The Future of Europe – Reform or Decline
Alberto Alesina and Francesco Giavazzi, The MIT Press, 2006, 224 pages, £16.95.
The Future of Europe – Reform or Decline is an intriguing title, and the authors are well-known economists and commentators, working, respect-tively at Harvard and Bocconi University in Milan. The book, however, is hugely disappointing and, somehow, a lost opportunity to provide a significant contribution to the debate on Europe’s reforms. For the sake of reaching out to a broader audience, it leans too much on over-simplification and statements that are not fully supported by empirical evidence. The authors claim that this is not an academic book, but rather a sort of manifesto in which they "are not shy in taking sides". Fine, but avoiding a long reference list, footnotes and the academic jargon should not be a ticket to sloppiness and lack of intellectual rigour.

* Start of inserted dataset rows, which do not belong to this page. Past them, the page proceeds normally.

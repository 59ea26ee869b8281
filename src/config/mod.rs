//! Configuration module for mongo-backup
//!
//! Handles loading and validating configuration from a TOML file. The file is
//! read once at startup; missing required fields or a failed validation abort
//! the process before any scheduling begins.

mod loader;
mod types;

pub use loader::{load_config, ConfigError, Result};
pub use types::*;

/// Expand tilde (~) in path
pub fn expand_tilde(path: &std::path::Path) -> std::path::PathBuf {
    if let Ok(stripped) = path.strip_prefix("~") {
        if let Some(home) = dirs::home_dir() {
            return home.join(stripped);
        }
    }
    path.to_path_buf()
}
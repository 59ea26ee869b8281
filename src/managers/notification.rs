//! Email notification port
//!
//! Every backup attempt produces exactly one notification mail to the
//! configured operators. The transport is behind the `Notifier` trait so
//! tests can swap in a recording mock.

use anyhow::{Context, Result};
use async_trait::async_trait;
use lettre::message::{Mailbox, MultiPart};
use lettre::transport::smtp::authentication::Credentials;
use lettre::{AsyncSmtpTransport, AsyncTransport, Message, Tokio1Executor};
use tracing::{debug, info};

use crate::config::SmtpConfig;
use crate::managers::backup::{RunOutcome, RunReport};

/// A composed notification, ready for delivery
#[derive(Debug, Clone)]
pub struct Notification {
    pub subject: String,
    pub text_body: String,
    pub html_body: String,
}

/// Outbound notification transport
#[async_trait]
pub trait Notifier: Send + Sync {
    /// Deliver one notification to all configured recipients
    async fn send(&self, notification: &Notification) -> Result<()>;
}

/// SMTP implementation of the notification port
pub struct EmailNotifier {
    mailer: AsyncSmtpTransport<Tokio1Executor>,
    from: Mailbox,
    recipients: Vec<Mailbox>,
}

impl EmailNotifier {
    /// Create a notifier from SMTP settings and the recipient list
    pub fn new(smtp: &SmtpConfig, alert_emails: &[String]) -> Result<Self> {
        let credentials = Credentials::new(smtp.username.clone(), smtp.password.clone());

        let mailer = AsyncSmtpTransport::<Tokio1Executor>::starttls_relay(&smtp.host)
            .context(format!("Invalid SMTP relay host: {}", smtp.host))?
            .port(smtp.port)
            .credentials(credentials)
            .build();

        let from = smtp
            .from
            .parse()
            .context(format!("Invalid sender address: {}", smtp.from))?;

        let recipients = alert_emails
            .iter()
            .map(|addr| {
                addr.parse()
                    .context(format!("Invalid alert address: {}", addr))
            })
            .collect::<Result<Vec<Mailbox>>>()?;

        Ok(Self {
            mailer,
            from,
            recipients,
        })
    }
}

#[async_trait]
impl Notifier for EmailNotifier {
    async fn send(&self, notification: &Notification) -> Result<()> {
        let mut builder = Message::builder()
            .from(self.from.clone())
            .subject(&notification.subject);

        for recipient in &self.recipients {
            builder = builder.to(recipient.clone());
        }

        let email = builder
            .multipart(MultiPart::alternative_plain_html(
                notification.text_body.clone(),
                notification.html_body.clone(),
            ))
            .context("Failed to build notification mail")?;

        self.mailer
            .send(email)
            .await
            .context("Failed to send notification mail")?;

        debug!("Notification mail accepted by SMTP relay");
        Ok(())
    }
}

/// Compose the notification for a completed backup attempt
pub fn render_notification(report: &RunReport, host: &str) -> Notification {
    let timestamp = report.started_at.format("%Y-%m-%d %H:%M:%S").to_string();
    let duration = format_duration(report.duration.as_secs());

    match report.outcome {
        RunOutcome::Success => {
            info!("Composing success notification");
            Notification {
                subject: format!("MongoDB Backup Completed on {}", host),
                text_body: format!(
                    "MongoDB has been backed up on {}.\n\n\
                     Time of event: {}\nDuration: {}\n\nOutput from mongodump:\n{}",
                    host, timestamp, duration, report.stdout
                ),
                html_body: format!(
                    "<p><b>Dear Sys Admin</b></p>\
                     <p>The MongoDB backup has been completed on {}. Event details below:</p>\
                     <p><b><u>Time of event</u></b> {}</p>\
                     <p><b><u>Duration</u></b> {}</p>\
                     <pre>{}</pre>",
                    host, timestamp, duration, report.stdout
                ),
            }
        }
        RunOutcome::DumpError | RunOutcome::LaunchFailure => {
            let detail = if report.outcome == RunOutcome::LaunchFailure {
                format!("The dump command could not be launched:\n{}", report.stderr)
            } else {
                format!("Output from mongodump:\n{}", report.stderr)
            };

            Notification {
                subject: format!("MongoDB Backup Failure on {}", host),
                text_body: format!(
                    "MongoDB auto backup failed on {}.\n\n\
                     Time of event: {}\nDuration: {}\n\n{}",
                    host, timestamp, duration, detail
                ),
                html_body: format!(
                    "<p><b>Dear Sys Admin</b></p>\
                     <p>The MongoDB backup failed on {}. Log details for the event:</p>\
                     <p><b><u>Time of event</u></b> {}</p>\
                     <p><b><u>Duration</u></b> {}</p>\
                     <pre>{}</pre>",
                    host, timestamp, duration, detail
                ),
            }
        }
    }
}

/// Format duration in human-readable form
pub fn format_duration(seconds: u64) -> String {
    if seconds < 60 {
        format!("{}s", seconds)
    } else if seconds < 3600 {
        let minutes = seconds / 60;
        let secs = seconds % 60;
        if secs == 0 {
            format!("{}m", minutes)
        } else {
            format!("{}m {}s", minutes, secs)
        }
    } else {
        let hours = seconds / 3600;
        let minutes = (seconds % 3600) / 60;
        if minutes == 0 {
            format!("{}h", hours)
        } else {
            format!("{}h {}m", hours, minutes)
        }
    }
}

/// A recording notifier for tests. Available for use in external test crates.
#[allow(dead_code)]
pub mod mock {
    use super::*;
    use std::sync::{Arc, Mutex};

    #[derive(Clone, Default)]
    pub struct RecordingNotifier {
        sent: Arc<Mutex<Vec<Notification>>>,
        fail: Arc<Mutex<bool>>,
    }

    impl RecordingNotifier {
        pub fn new() -> Self {
            Self::default()
        }

        /// Make every subsequent send fail
        pub fn failing(self) -> Self {
            *self.fail.lock().unwrap() = true;
            self
        }

        pub fn sent(&self) -> Vec<Notification> {
            self.sent.lock().unwrap().clone()
        }
    }

    #[async_trait]
    impl Notifier for RecordingNotifier {
        async fn send(&self, notification: &Notification) -> Result<()> {
            if *self.fail.lock().unwrap() {
                anyhow::bail!("SMTP relay unavailable");
            }
            self.sent.lock().unwrap().push(notification.clone());
            Ok(())
        }
    }
}
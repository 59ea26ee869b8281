mod config;
mod managers;
mod utils;

use anyhow::Result;
use clap::{Parser, Subcommand};
use managers::backup::BackupRunner;
use managers::notification::{EmailNotifier, Notifier};
use managers::scheduler::Scheduler;
use std::path::PathBuf;
use std::sync::Arc;
use std::time::Duration;
use tracing::info;
use utils::executor::{CommandExecutor, RealExecutor};

#[derive(Parser)]
#[command(name = "mongo-backup")]
#[command(about = "MongoDB remote to local backup tool with email alerts", long_about = None)]
#[command(version)]
struct Cli {
    /// Path to configuration file
    #[arg(short, long, default_value = "/etc/mongo-backup/config.toml")]
    config: PathBuf,

    #[command(subcommand)]
    command: Option<Commands>,
}

#[derive(Subcommand)]
enum Commands {
    /// Run the scheduler daemon (default)
    Run,

    /// Perform a single backup attempt now and exit
    Backup,

    /// Validate configuration file
    Validate,
}

#[tokio::main]
async fn main() -> Result<()> {
    let cli = Cli::parse();

    // Validate doesn't need full logging or connectivity
    if let Some(Commands::Validate) = &cli.command {
        managers::logging::init_console_logging();
        let config = config::load_config(&cli.config)?;
        println!("Configuration is valid!");
        println!("Remote server: {}:{}", config.mongodb.host, config.mongodb.port);
        println!("Database: {}", config.mongodb.database);
        println!("Alert recipients: {}", config.alert_emails.len());
        return Ok(());
    }

    // Load and validate configuration (fatal on missing fields)
    let config = config::load_config(&cli.config)?;

    // Setup logging with file rotation (must keep guard alive)
    let logging_config = managers::logging::LoggingConfig::from_config(
        &config.global.log_directory,
        &config.global.log_level,
        config.global.log_max_files,
        config.global.log_max_size_mb,
    );
    let _log_guard = managers::logging::init_logging(&logging_config)?;

    info!("MongoDB Remote to Local DB Backup Tool");

    // Test connection to the remote server before scheduling anything
    let connect_timeout = Duration::from_secs(config.global.connect_timeout_seconds);
    utils::mongo::check_connectivity(&config.mongodb, connect_timeout).await?;

    info!("Alert emails will be mailed to the following accounts:");
    for email in &config.alert_emails {
        info!("  {}", email);
    }

    // Application context: executor, notifier and runner built once at boot
    let executor: Arc<dyn CommandExecutor> = Arc::new(RealExecutor::new());
    let notifier: Arc<dyn Notifier> = Arc::new(EmailNotifier::new(&config.smtp, &config.alert_emails)?);
    let runner = Arc::new(BackupRunner::new(&config, executor, notifier));

    match cli.command.unwrap_or(Commands::Run) {
        Commands::Run => {
            let interval = Duration::from_secs(config.global.schedule_interval_hours * 3600);
            let scheduler = Scheduler::new(interval, runner);

            tokio::select! {
                _ = scheduler.run() => {}
                _ = tokio::signal::ctrl_c() => {
                    info!("Shutdown signal received, stopping scheduler");
                }
            }
        }

        Commands::Backup => {
            let report = runner.run_once().await;
            if !report.is_success() {
                // Returning Err drops the log guard, flushing the run's
                // log lines before the non-zero exit
                anyhow::bail!("Backup attempt failed ({:?})", report.outcome);
            }
            println!("Backup completed successfully");
        }

        Commands::Validate => {
            unreachable!("Validate is handled before config loading")
        }
    }

    Ok(())
}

The authors seem to have an issue with the ‘third way’ and, more generally, with how Europeans do things – as against the Americans. In the Introduction they criticise Europe’s ‘fuzzy thinkers’ and how they talk about European reforms but in the next sentence emphasize that Europe should be different from the American ‘free market’. However, they do not explain why the ‘third way’ is very much stuck and, most of all, why Europe should embrace, or even consider, their own proposal for a large scale reform of markets and institutions to resemble more those of the United States, even if this does not imply "the adoption of every aspect of, for instance, the American welfare system". In addition, they fail to explain why their proposal is substantially different from the ‘third way’.
The book’s main argument is the prediction that without deep reforms, "Europe will inexorably decline, both economically and politically". Such a statement, once again, is not supported by meaningful figures.

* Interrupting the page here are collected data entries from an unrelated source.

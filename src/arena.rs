// arena.rs - Tuple and node storage

use crate::error::{NetError, Result};
use crate::limits::ResourceLimits;
use crate::nodes::NodeData;
use crate::score::Score;
use crate::tuple::{FactVec, Tuple};
use generational_arena::Arena;
use slotmap::{new_key_type, SlotMap};

/// Generation-checked handle to a tuple. A handle kept past the tuple's
/// release is detected as stale instead of aliasing a recycled slot.
pub type TupleIndex = generational_arena::Index;

new_key_type! {
    /// Handle to a node in the network.
    pub struct NodeId;
}

/// Owns every tuple in a session.
#[derive(Debug)]
pub struct TupleArena {
    tuples: Arena<Tuple>,
    limits: ResourceLimits,
}

impl TupleArena {
    pub fn new(limits: ResourceLimits) -> Self {
        Self {
            tuples: Arena::new(),
            limits,
        }
    }

    pub fn len(&self) -> usize {
        self.tuples.len()
    }

    pub fn is_empty(&self) -> bool {
        self.tuples.is_empty()
    }

    /// Allocates a tuple in `Creating` state.
    pub fn acquire(
        &mut self,
        facts: FactVec,
        source: Option<NodeId>,
        store_size: usize,
    ) -> Result<TupleIndex> {
        self.limits.check_tuple_count(self.tuples.len())?;
        Ok(self.tuples.insert(Tuple::new(facts, source, store_size)))
    }

    pub fn get(&self, index: TupleIndex) -> Result<&Tuple> {
        self.tuples
            .get(index)
            .ok_or_else(|| NetError::invalid_handle(format!("stale tuple handle {:?}", index)))
    }

    pub fn get_mut(&mut self, index: TupleIndex) -> Result<&mut Tuple> {
        self.tuples
            .get_mut(index)
            .ok_or_else(|| NetError::invalid_handle(format!("stale tuple handle {:?}", index)))
    }

    /// Removes a dead tuple from the arena.
    pub fn release(&mut self, index: TupleIndex) -> Result<Tuple> {
        self.tuples
            .remove(index)
            .ok_or_else(|| NetError::arena_error(format!("double release of {:?}", index)))
    }

    /// Debug-build invariant: after a full drain every surviving tuple is Ok.
    #[cfg(debug_assertions)]
    pub fn check_for_dirty_tuples(&self) -> Result<()> {
        for (index, tuple) in self.tuples.iter() {
            if tuple.state.is_dirty() {
                return Err(NetError::consistency_violation(format!(
                    "tuple {:?} from node {:?} left dirty ({:?}) after drain",
                    index, tuple.source, tuple.state
                )));
            }
        }
        Ok(())
    }
}

/// Owns every node in a session.
#[derive(Debug)]
pub struct NodeArena<S: Score> {
    nodes: SlotMap<NodeId, NodeData<S>>,
}

impl<S: Score> Default for NodeArena<S> {
    fn default() -> Self {
        Self::new()
    }
}

impl<S: Score> NodeArena<S> {
    pub fn new() -> Self {
        Self {
            nodes: SlotMap::with_key(),
        }
    }

    pub fn len(&self) -> usize {
        self.nodes.len()
    }

    pub fn is_empty(&self) -> bool {
        self.nodes.is_empty()
    }

    pub fn insert(&mut self, node: NodeData<S>) -> NodeId {
        self.nodes.insert(node)
    }

    pub fn get(&self, id: NodeId) -> Result<&NodeData<S>> {
        self.nodes
            .get(id)
            .ok_or_else(|| NetError::invalid_handle(format!("unknown node {:?}", id)))
    }

    pub fn get_mut(&mut self, id: NodeId) -> Result<&mut NodeData<S>> {
        self.nodes
            .get_mut(id)
            .ok_or_else(|| NetError::invalid_handle(format!("unknown node {:?}", id)))
    }

    pub fn iter(&self) -> impl Iterator<Item = (NodeId, &NodeData<S>)> {
        self.nodes.iter()
    }
}

#[cfg(test)]
mod tests {
    use super::*;
    use crate::fact::Fact;
    use smallvec::smallvec;
    use std::rc::Rc;

    fn one_fact() -> FactVec {
        smallvec![Rc::new(1i64) as Rc<dyn Fact>]
    }

    #[test]
    fn acquire_get_release_roundtrip() {
        let mut arena = TupleArena::new(ResourceLimits::default());
        let idx = arena.acquire(one_fact(), None, 2).unwrap();
        assert_eq!(arena.len(), 1);
        assert_eq!(arena.get(idx).unwrap().arity(), 1);
        arena.release(idx).unwrap();
        assert!(arena.is_empty());
    }

    #[test]
    fn stale_handle_detected() {
        let mut arena = TupleArena::new(ResourceLimits::default());
        let idx = arena.acquire(one_fact(), None, 0).unwrap();
        arena.release(idx).unwrap();
        assert!(arena.get(idx).is_err());
        assert!(arena.release(idx).is_err());
        // a recycled slot carries a fresh generation
        let idx2 = arena.acquire(one_fact(), None, 0).unwrap();
        assert!(arena.get(idx2).is_ok());
        assert!(arena.get(idx).is_err());
    }

    #[test]
    fn tuple_limit_enforced() {
        let limits = ResourceLimits {
            max_tuples: 2,
            ..ResourceLimits::default()
        };
        let mut arena = TupleArena::new(limits);
        arena.acquire(one_fact(), None, 0).unwrap();
        arena.acquire(one_fact(), None, 0).unwrap();
        assert!(arena.acquire(one_fact(), None, 0).is_err());
    }
}
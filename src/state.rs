// state.rs - Tuple lifecycle states

/// Lifecycle state of a tuple in the network.
///
/// Tracks whether a tuple is being created, is stable, is being updated, or
/// is on its way out of the network.
#[derive(Debug, Clone, Copy, PartialEq, Eq, Hash)]
pub enum TupleState {
    /// Tuple was produced this batch and has not been propagated yet
    Creating,
    /// Tuple is stable and visible downstream
    Ok,
    /// Tuple changed this batch; downstream will see an update
    Updating,
    /// Tuple was visible downstream and is being removed
    Dying,
    /// Tuple creation was cancelled before anything downstream saw it
    Aborting,
    /// Tuple is dead and its storage can be reclaimed
    Dead,
}

impl TupleState {
    /// True while the tuple sits in a propagation queue awaiting a drain.
    pub fn is_dirty(&self) -> bool {
        matches!(
            self,
            TupleState::Creating | TupleState::Updating | TupleState::Dying | TupleState::Aborting
        )
    }

}

impl Default for TupleState {
    fn default() -> Self {
        TupleState::Dead
    }
}

#[cfg(test)]
mod tests {
    use super::*;

    #[test]
    fn dirty_states() {
        assert!(TupleState::Creating.is_dirty());
        assert!(TupleState::Updating.is_dirty());
        assert!(TupleState::Dying.is_dirty());
        assert!(TupleState::Aborting.is_dirty());
        assert!(!TupleState::Ok.is_dirty());
        assert!(!TupleState::Dead.is_dirty());
    }
}
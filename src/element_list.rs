// element_list.rs - Intrusive doubly linked list with stable entry handles

use slotmap::{new_key_type, SlotMap};

new_key_type! {
    /// Stable handle to one entry of an [`ElementAwareList`].
    pub struct EntryId;
}

#[derive(Debug)]
struct ListEntry<T> {
    value: T,
    prev: Option<EntryId>,
    next: Option<EntryId>,
}

/// A linked list whose elements know their own position.
///
/// `add` appends at the tail and hands back an [`EntryId`]; `remove` through
/// that handle is O(1) with no search. Iteration follows insertion order.
/// A handle is only meaningful for the list that issued it and is dead after
/// removal (stale handles are detected by the slotmap generation, not UB).
#[derive(Debug)]
pub struct ElementAwareList<T> {
    entries: SlotMap<EntryId, ListEntry<T>>,
    head: Option<EntryId>,
    tail: Option<EntryId>,
}

impl<T> Default for ElementAwareList<T> {
    fn default() -> Self {
        Self::new()
    }
}

impl<T> ElementAwareList<T> {
    pub fn new() -> Self {
        Self {
            entries: SlotMap::with_key(),
            head: None,
            tail: None,
        }
    }

    pub fn len(&self) -> usize {
        self.entries.len()
    }

    pub fn is_empty(&self) -> bool {
        self.entries.is_empty()
    }

    /// Appends `value` at the tail. O(1).
    pub fn add(&mut self, value: T) -> EntryId {
        let old_tail = self.tail;
        let id = self.entries.insert(ListEntry {
            value,
            prev: old_tail,
            next: None,
        });
        match old_tail {
            Some(tail) => self.entries[tail].next = Some(id),
            None => self.head = Some(id),
        }
        self.tail = Some(id);
        id
    }

    /// Unlinks the entry behind `id` and returns its value. O(1).
    /// Returns `None` for a stale or foreign handle.
    pub fn remove(&mut self, id: EntryId) -> Option<T> {
        let entry = self.entries.remove(id)?;
        match entry.prev {
            Some(prev) => self.entries[prev].next = entry.next,
            None => self.head = entry.next,
        }
        match entry.next {
            Some(next) => self.entries[next].prev = entry.prev,
            None => self.tail = entry.prev,
        }
        Some(entry.value)
    }

    pub fn get(&self, id: EntryId) -> Option<&T> {
        self.entries.get(id).map(|e| &e.value)
    }

    /// Visits every entry in insertion order, allowing the callback to
    /// mutate the list. The successor is captured before the callback runs,
    /// so the callback may remove the entry it is currently visiting.
    pub fn for_each_entry(&mut self, mut f: impl FnMut(&mut Self, EntryId)) {
        let mut cursor = self.head;
        while let Some(id) = cursor {
            cursor = self.entries.get(id).and_then(|e| e.next);
            if self.entries.contains_key(id) {
                f(self, id);
            }
        }
    }

    /// Insertion-order iterator over the values.
    pub fn iter(&self) -> Iter<'_, T> {
        Iter {
            list: self,
            cursor: self.head,
        }
    }

    /// Insertion-order snapshot of all entry ids. Useful when the caller
    /// needs to mutate the list (or unrelated state) while walking it.
    pub fn ids(&self) -> Vec<EntryId> {
        self.iter_ids().collect()
    }

    fn iter_ids(&self) -> impl Iterator<Item = EntryId> + '_ {
        let mut cursor = self.head;
        std::iter::from_fn(move || {
            let id = cursor?;
            cursor = self.entries.get(id).and_then(|e| e.next);
            Some(id)
        })
    }
}

pub struct Iter<'a, T> {
    list: &'a ElementAwareList<T>,
    cursor: Option<EntryId>,
}

impl<'a, T> Iterator for Iter<'a, T> {
    type Item = &'a T;

    fn next(&mut self) -> Option<&'a T> {
        let id = self.cursor?;
        let entry = self.list.entries.get(id)?;
        self.cursor = entry.next;
        Some(&entry.value)
    }
}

Moreover, the authors forget to clarify what they mean by ‘Europe’. Is it the EU27, the Eurozone or just western Europe – with the main economies of Germany, France, the UK and Italy? Long-term projections – from Goldman Sachs to Oxford Economics – predict a smaller share of the world economy for the current European members of the G8 assuming that China pursues the right policies, but this is surely not the case for Europe as a whole. In any case, there is enough growth in trend labour productivity to keep GDP per capita rising in Europe, making the average European much wealthier by far than the average Chinese, and not much worse off than the average American.

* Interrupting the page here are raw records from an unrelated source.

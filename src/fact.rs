// fact.rs - Fact trait and primitive implementations
use std::any::Any;
use std::collections::hash_map::DefaultHasher;
use std::fmt::Debug;
use std::hash::{Hash, Hasher};

/// Core trait for all facts flowing through the network.
///
/// The trait is object-safe so the engine can store `Rc<dyn Fact>` and the
/// caller can downcast at the edges. `fact_id` must be unique per inserted
/// fact; value-like facts (group keys, collector results) derive their id
/// from their value instead.
pub trait Fact: Debug + 'static {
    /// Unique identifier for the fact instance.
    fn fact_id(&self) -> i64;
    /// Boxed clone of the fact.
    fn clone_fact(&self) -> Box<dyn Fact>;
    /// Hash of the fact, defaulting to hashing the `fact_id`.
    fn hash_fact(&self) -> u64 {
        let mut hasher = DefaultHasher::new();
        self.fact_id().hash(&mut hasher);
        hasher.finish()
    }
    /// Equality, defaulting to comparing `fact_id`.
    fn eq_fact(&self, other: &dyn Fact) -> bool {
        self.fact_id() == other.fact_id()
    }
    /// The fact as `&dyn Any` for downcasting.
    fn as_any(&self) -> &dyn Any;
}

/// Downcast a fact trait object to a concrete type.
pub fn downcast_fact<T: Fact>(fact: &dyn Fact) -> Option<&T> {
    fact.as_any().downcast_ref::<T>()
}

fn hash_value<T: Hash>(value: &T) -> u64 {
    let mut hasher = DefaultHasher::new();
    value.hash(&mut hasher);
    hasher.finish()
}

// Value-like impls for the primitive types used as group keys and collector
// results. Their identity is their value.

macro_rules! int_fact {
    ($($ty:ty),*) => {$(
        impl Fact for $ty {
            fn fact_id(&self) -> i64 {
                *self as i64
            }
            fn clone_fact(&self) -> Box<dyn Fact> {
                Box::new(*self)
            }
            fn hash_fact(&self) -> u64 {
                hash_value(self)
            }
            fn eq_fact(&self, other: &dyn Fact) -> bool {
                downcast_fact::<$ty>(other).map_or(false, |o| o == self)
            }
            fn as_any(&self) -> &dyn Any {
                self
            }
        }
    )*};
}

int_fact!(i64, i32, u64, u32, usize);

impl Fact for f64 {
    fn fact_id(&self) -> i64 {
        self.to_bits() as i64
    }
    fn clone_fact(&self) -> Box<dyn Fact> {
        Box::new(*self)
    }
    fn hash_fact(&self) -> u64 {
        self.to_bits()
    }
    fn eq_fact(&self, other: &dyn Fact) -> bool {
        downcast_fact::<f64>(other).map_or(false, |o| o.to_bits() == self.to_bits())
    }
    fn as_any(&self) -> &dyn Any {
        self
    }
}

impl Fact for String {
    fn fact_id(&self) -> i64 {
        hash_value(self) as i64
    }
    fn clone_fact(&self) -> Box<dyn Fact> {
        Box::new(self.clone())
    }
    fn hash_fact(&self) -> u64 {
        hash_value(self)
    }
    fn eq_fact(&self, other: &dyn Fact) -> bool {
        downcast_fact::<String>(other).map_or(false, |o| o == self)
    }
    fn as_any(&self) -> &dyn Any {
        self
    }
}

impl Fact for bool {
    fn fact_id(&self) -> i64 {
        *self as i64
    }
    fn clone_fact(&self) -> Box<dyn Fact> {
        Box::new(*self)
    }
    fn hash_fact(&self) -> u64 {
        hash_value(self)
    }
    fn eq_fact(&self, other: &dyn Fact) -> bool {
        downcast_fact::<bool>(other).map_or(false, |o| o == self)
    }
    fn as_any(&self) -> &dyn Any {
        self
    }
}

Is this decline? It can be argued – but the authors fail here to elaborate a convincing argument – that the eventual reform of global governance would see, for example, the collapse of the four European seats around the G8 table into one – for the EU as a whole – with a considerable loss of influence for those countries. But, again, is this enough to support the ‘decline’ argument? Could we rather see some European countries turning into another Switzerland – ie a prosperous and wealthy country with little influence on the geopolitical scene?
Finally, the book would have considerably benefited from thorough copy-editing even if this alone would not have helped to make the argument stronger or the book more compelling reading.